## TASK INPUTS

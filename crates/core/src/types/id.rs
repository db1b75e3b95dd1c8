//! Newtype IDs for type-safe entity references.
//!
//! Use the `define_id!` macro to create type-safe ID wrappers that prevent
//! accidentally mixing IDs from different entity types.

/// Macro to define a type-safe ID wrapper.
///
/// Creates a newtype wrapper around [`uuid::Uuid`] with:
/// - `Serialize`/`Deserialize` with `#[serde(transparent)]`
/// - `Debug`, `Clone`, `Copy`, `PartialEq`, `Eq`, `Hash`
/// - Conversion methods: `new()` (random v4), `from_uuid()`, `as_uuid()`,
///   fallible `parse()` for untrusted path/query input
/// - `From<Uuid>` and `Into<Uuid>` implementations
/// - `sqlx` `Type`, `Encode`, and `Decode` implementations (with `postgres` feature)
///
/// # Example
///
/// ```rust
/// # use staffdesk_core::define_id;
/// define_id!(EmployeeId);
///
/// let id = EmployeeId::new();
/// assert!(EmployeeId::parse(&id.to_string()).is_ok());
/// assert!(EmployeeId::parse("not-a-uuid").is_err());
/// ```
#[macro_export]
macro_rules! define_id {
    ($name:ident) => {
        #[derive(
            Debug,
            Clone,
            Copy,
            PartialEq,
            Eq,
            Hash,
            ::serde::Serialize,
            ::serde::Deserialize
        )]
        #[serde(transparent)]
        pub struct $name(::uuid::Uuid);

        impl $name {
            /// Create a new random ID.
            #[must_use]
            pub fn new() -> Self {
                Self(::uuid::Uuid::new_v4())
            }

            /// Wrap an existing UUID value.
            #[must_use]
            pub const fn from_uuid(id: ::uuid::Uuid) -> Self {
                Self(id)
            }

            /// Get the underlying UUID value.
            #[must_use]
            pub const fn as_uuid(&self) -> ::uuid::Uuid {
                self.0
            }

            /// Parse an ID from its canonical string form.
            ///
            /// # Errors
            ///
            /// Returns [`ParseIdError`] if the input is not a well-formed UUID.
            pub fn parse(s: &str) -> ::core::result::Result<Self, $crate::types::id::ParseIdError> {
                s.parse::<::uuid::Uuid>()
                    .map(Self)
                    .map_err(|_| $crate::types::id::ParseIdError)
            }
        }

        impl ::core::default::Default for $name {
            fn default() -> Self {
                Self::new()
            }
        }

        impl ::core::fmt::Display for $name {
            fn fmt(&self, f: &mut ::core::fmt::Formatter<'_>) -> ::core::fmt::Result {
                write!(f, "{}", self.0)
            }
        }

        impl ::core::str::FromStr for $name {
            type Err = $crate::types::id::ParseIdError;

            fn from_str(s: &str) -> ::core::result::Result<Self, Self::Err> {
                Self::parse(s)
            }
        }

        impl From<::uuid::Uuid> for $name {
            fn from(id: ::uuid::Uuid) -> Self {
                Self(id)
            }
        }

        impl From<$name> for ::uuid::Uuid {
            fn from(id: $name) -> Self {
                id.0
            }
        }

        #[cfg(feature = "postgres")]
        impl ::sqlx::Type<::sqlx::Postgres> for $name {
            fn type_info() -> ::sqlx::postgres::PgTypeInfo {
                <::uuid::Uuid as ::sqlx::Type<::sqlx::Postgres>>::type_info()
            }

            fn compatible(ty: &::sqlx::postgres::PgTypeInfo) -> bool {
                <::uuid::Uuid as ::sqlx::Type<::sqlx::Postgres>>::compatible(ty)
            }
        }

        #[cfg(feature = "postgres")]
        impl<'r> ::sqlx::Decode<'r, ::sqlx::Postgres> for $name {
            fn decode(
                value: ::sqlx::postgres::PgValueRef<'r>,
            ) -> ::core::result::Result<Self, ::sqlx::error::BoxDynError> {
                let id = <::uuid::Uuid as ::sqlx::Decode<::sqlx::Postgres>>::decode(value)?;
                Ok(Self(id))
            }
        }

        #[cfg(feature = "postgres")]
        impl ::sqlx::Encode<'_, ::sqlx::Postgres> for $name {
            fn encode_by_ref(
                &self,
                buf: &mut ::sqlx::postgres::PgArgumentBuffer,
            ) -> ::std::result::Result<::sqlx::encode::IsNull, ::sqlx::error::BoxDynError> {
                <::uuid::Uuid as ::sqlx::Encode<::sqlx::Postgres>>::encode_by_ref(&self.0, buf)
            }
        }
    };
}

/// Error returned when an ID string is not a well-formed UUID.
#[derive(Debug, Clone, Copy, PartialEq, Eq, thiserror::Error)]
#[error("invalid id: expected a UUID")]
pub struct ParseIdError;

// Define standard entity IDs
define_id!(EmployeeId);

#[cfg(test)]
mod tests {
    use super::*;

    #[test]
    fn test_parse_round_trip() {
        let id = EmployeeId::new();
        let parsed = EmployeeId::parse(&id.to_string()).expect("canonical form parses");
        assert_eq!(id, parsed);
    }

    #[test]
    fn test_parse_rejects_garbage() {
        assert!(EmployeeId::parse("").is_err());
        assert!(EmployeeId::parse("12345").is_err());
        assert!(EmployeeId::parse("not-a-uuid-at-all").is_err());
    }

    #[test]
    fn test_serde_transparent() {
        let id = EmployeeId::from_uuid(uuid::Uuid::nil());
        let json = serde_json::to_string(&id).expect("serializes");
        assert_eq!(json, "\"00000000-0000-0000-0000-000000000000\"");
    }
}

## WORK TO BE COMPLETED
Copy every entry exactly.

## REPLY TO THE TASK
filename crates/core/src/types/id.rs
repository db1b75e3b95dd1c8
//! Newtype IDs for type-safe entity references.
//!
//! Use the `define_id!` macro to create type-safe ID wrappers that prevent
//! accidentally mixing IDs from different entity types.

/// Macro to define a type-safe ID wrapper.
///
/// Creates a newtype wrapper around [`uuid::Uuid`] with:
/// - `Serialize`/`Deserialize` with `#[serde(transparent)]`
/// - `Debug`, `Clone`, `Copy`, `PartialEq`, `Eq`, `Hash`
/// - Conversion methods: `new()` (random v4), `from_uuid()`, `as_uuid()`,
///   fallible `parse()` for untrusted path/query input
/// - `From<Uuid>` and `Into<Uuid>` implementations
/// - `sqlx` `Type`, `Encode`, and `Decode` implementations (with `postgres` feature)
///
/// # Example
///
/// ```rust
/// # use staffdesk_core::define_id;
/// define_id!(EmployeeId);
///
/// let id = EmployeeId::new();
/// assert!(EmployeeId::parse(&id.to_string()).is_ok());
/// assert!(EmployeeId::parse("not-a-uuid").is_err());
/// ```
#[macro_export]
macro_rules! define_id {
    ($name:ident) => {
        #[derive(
            Debug,
            Clone,
            Copy,
            PartialEq,
            Eq,
            Hash,
            ::serde::Serialize,
            ::serde::Deserialize
        )]
        #[serde(transparent)]
        pub struct $name(::uuid::Uuid);

        impl $name {
            /// Create a new random ID.
            #[must_use]
            pub fn new() -> Self {
                Self(::uuid::Uuid::new_v4())
            }

            /// Wrap an existing UUID value.
            #[must_use]
            pub const fn from_uuid(id: ::uuid::Uuid) -> Self {
                Self(id)
            }

            /// Get the underlying UUID value.
            #[must_use]
            pub const fn as_uuid(&self) -> ::uuid::Uuid {
                self.0
            }

            /// Parse an ID from its canonical string form.
            ///
            /// # Errors
            ///
            /// Returns [`ParseIdError`] if the input is not a well-formed UUID.
            pub fn parse(s: &str) -> ::core::result::Result<Self, $crate::types::id::ParseIdError> {
                s.parse::<::uuid::Uuid>()
                    .map(Self)
                    .map_err(|_| $crate::types::id::ParseIdError)
            }
        }

        impl ::core::default::Default for $name {
            fn default() -> Self {
                Self::new()
            }
        }

        impl ::core::fmt::Display for $name {
            fn fmt(&self, f: &mut ::core::fmt::Formatter<'_>) -> ::core::fmt::Result {
                write!(f, "{}", self.0)
            }
        }

        impl ::core::str::FromStr for $name {
            type Err = $crate::types::id::ParseIdError;

            fn from_str(s: &str) -> ::core::result::Result<Self, Self::Err> {
                Self::parse(s)
            }
        }

        impl From<::uuid::Uuid> for $name {
            fn from(id: ::uuid::Uuid) -> Self {
                Self(id)
            }
        }

        impl From<$name> for ::uuid::Uuid {
            fn from(id: $name) -> Self {
                id.0
            }
        }

        #[cfg(feature = "postgres")]
        impl ::sqlx::Type<::sqlx::Postgres> for $name {
            fn type_info() -> ::sqlx::postgres::PgTypeInfo {
                <::uuid::Uuid as ::sqlx::Type<::sqlx::Postgres>>::type_info()
            }

            fn compatible(ty: &::sqlx::postgres::PgTypeInfo) -> bool {
                <::uuid::Uuid as ::sqlx::Type<::sqlx::Postgres>>::compatible(ty)
            }
        }

        #[cfg(feature = "postgres")]
        impl<'r> ::sqlx::Decode<'r, ::sqlx::Postgres> for $name {
            fn decode(
                value: ::sqlx::postgres::PgValueRef<'r>,
            ) -> ::core::result::Result<Self, ::sqlx::error::BoxDynError> {
                let id = <::uuid::Uuid as ::sqlx::Decode<::sqlx::Postgres>>::decode(value)?;
                Ok(Self(id))
            }
        }

        #[cfg(feature = "postgres")]
        impl ::sqlx::Encode<'_, ::sqlx::Postgres> for $name {
            fn encode_by_ref(
                &self,
                buf: &mut ::sqlx::postgres::PgArgumentBuffer,
            ) -> ::std::result::Result<::sqlx::encode::IsNull, ::sqlx::error::BoxDynError> {
                <::uuid::Uuid as ::sqlx::Encode<::sqlx::Postgres>>::encode_by_ref(&self.0, buf)
            }
        }
    };
}

/// Error returned when an ID string is not a well-formed UUID.
#[derive(Debug, Clone, Copy, PartialEq, Eq, thiserror::Error)]
#[error("invalid id: expected a UUID")]
pub struct ParseIdError;

// Define standard entity IDs
define_id!(EmployeeId);

#[cfg(test)]
mod tests {
    use super::*;

    #[test]
    fn test_parse_round_trip() {
        let id = EmployeeId::new();
        let parsed = EmployeeId::parse(&id.to_string()).expect("canonical form parses");
        assert_eq!(id, parsed);
    }

    #[test]
    fn test_parse_rejects_garbage() {
        assert!(EmployeeId::parse("").is_err());
        assert!(EmployeeId::parse("12345").is_err());
        assert!(EmployeeId::parse("not-a-uuid-at-all").is_err());
    }

    #[test]
    fn test_serde_transparent() {
        let id = EmployeeId::from_uuid(uuid::Uuid::nil());
        let json = serde_json::to_string(&id).expect("serializes");
        assert_eq!(json, "\"00000000-0000-0000-0000-000000000000\"");
    }
}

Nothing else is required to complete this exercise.